** RECORDS TO PROCESS follows **
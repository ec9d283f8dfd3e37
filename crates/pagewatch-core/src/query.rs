//! Query facade: the read side consumed by the CLI.
//!
//! Filters run against the raw rows in SQL, then the whole filtered history is
//! scanned in time order through the dedup window, and only then is the result
//! cut down to the requested limit. Scanning everything keeps the output
//! identical to a from-scratch computation regardless of the limit.

use crate::{
    dedup::{dedupe, window_from_minutes},
    error::StoreResult,
    store::{MessageFilter, MessageStore},
    types::Message,
};

/// Result-count limits a caller may ask for.
pub const ALLOWED_LIMITS: [usize; 7] = [20, 50, 100, 150, 200, 500, 1000];

/// Limit used when none (or an invalid one) is given.
pub const DEFAULT_LIMIT: usize = 50;

/// A result-count limit drawn from [`ALLOWED_LIMITS`].
#[derive(Debug, Clone, Copy, PartialEq, Eq)]
pub struct Limit(usize);

impl Limit {
    /// `None` unless `n` is one of the allowed values.
    pub fn new(n: usize) -> Option<Self> {
        ALLOWED_LIMITS.contains(&n).then_some(Self(n))
    }

    /// Parse user input, falling back to the default on anything invalid.
    pub fn parse_or_default(raw: &str) -> Self {
        raw.trim()
            .parse()
            .ok()
            .and_then(Self::new)
            .unwrap_or_default()
    }

    pub fn get(self) -> usize {
        self.0
    }
}

impl Default for Limit {
    fn default() -> Self {
        Self(DEFAULT_LIMIT)
    }
}

/// A filtered, limited, deduplicated read.
#[derive(Debug, Clone, Default, PartialEq, Eq)]
pub struct MessageQuery {
    pub filter: MessageFilter,
    pub limit: Limit,
}

/// Run `query`, most recent first.
///
/// The dedup window is read from the store on every call, so a listener
/// restarted with a new window is picked up without restarting readers.
pub fn query_messages(store: &MessageStore, query: &MessageQuery) -> StoreResult<Vec<Message>> {
    let window = window_from_minutes(store.dedupe_minutes()?);
    let rows = store.scan_ascending(&query.filter)?;
    let mut novel = dedupe(rows, window);
    novel.truncate(query.limit.get());
    Ok(novel)
}

// ---------------------------------------------------------------------------
// Tests
// ---------------------------------------------------------------------------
** End of RECORDS TO PROCESS **
YOUR ASSIGNMENT: Every line of the entries above that holds "derive" should be copied out.

SOLUTION TO THIS TASK:
#[derive(Debug, Clone, Copy, PartialEq, Eq)]
#[derive(Debug, Clone, Default, PartialEq, Eq)]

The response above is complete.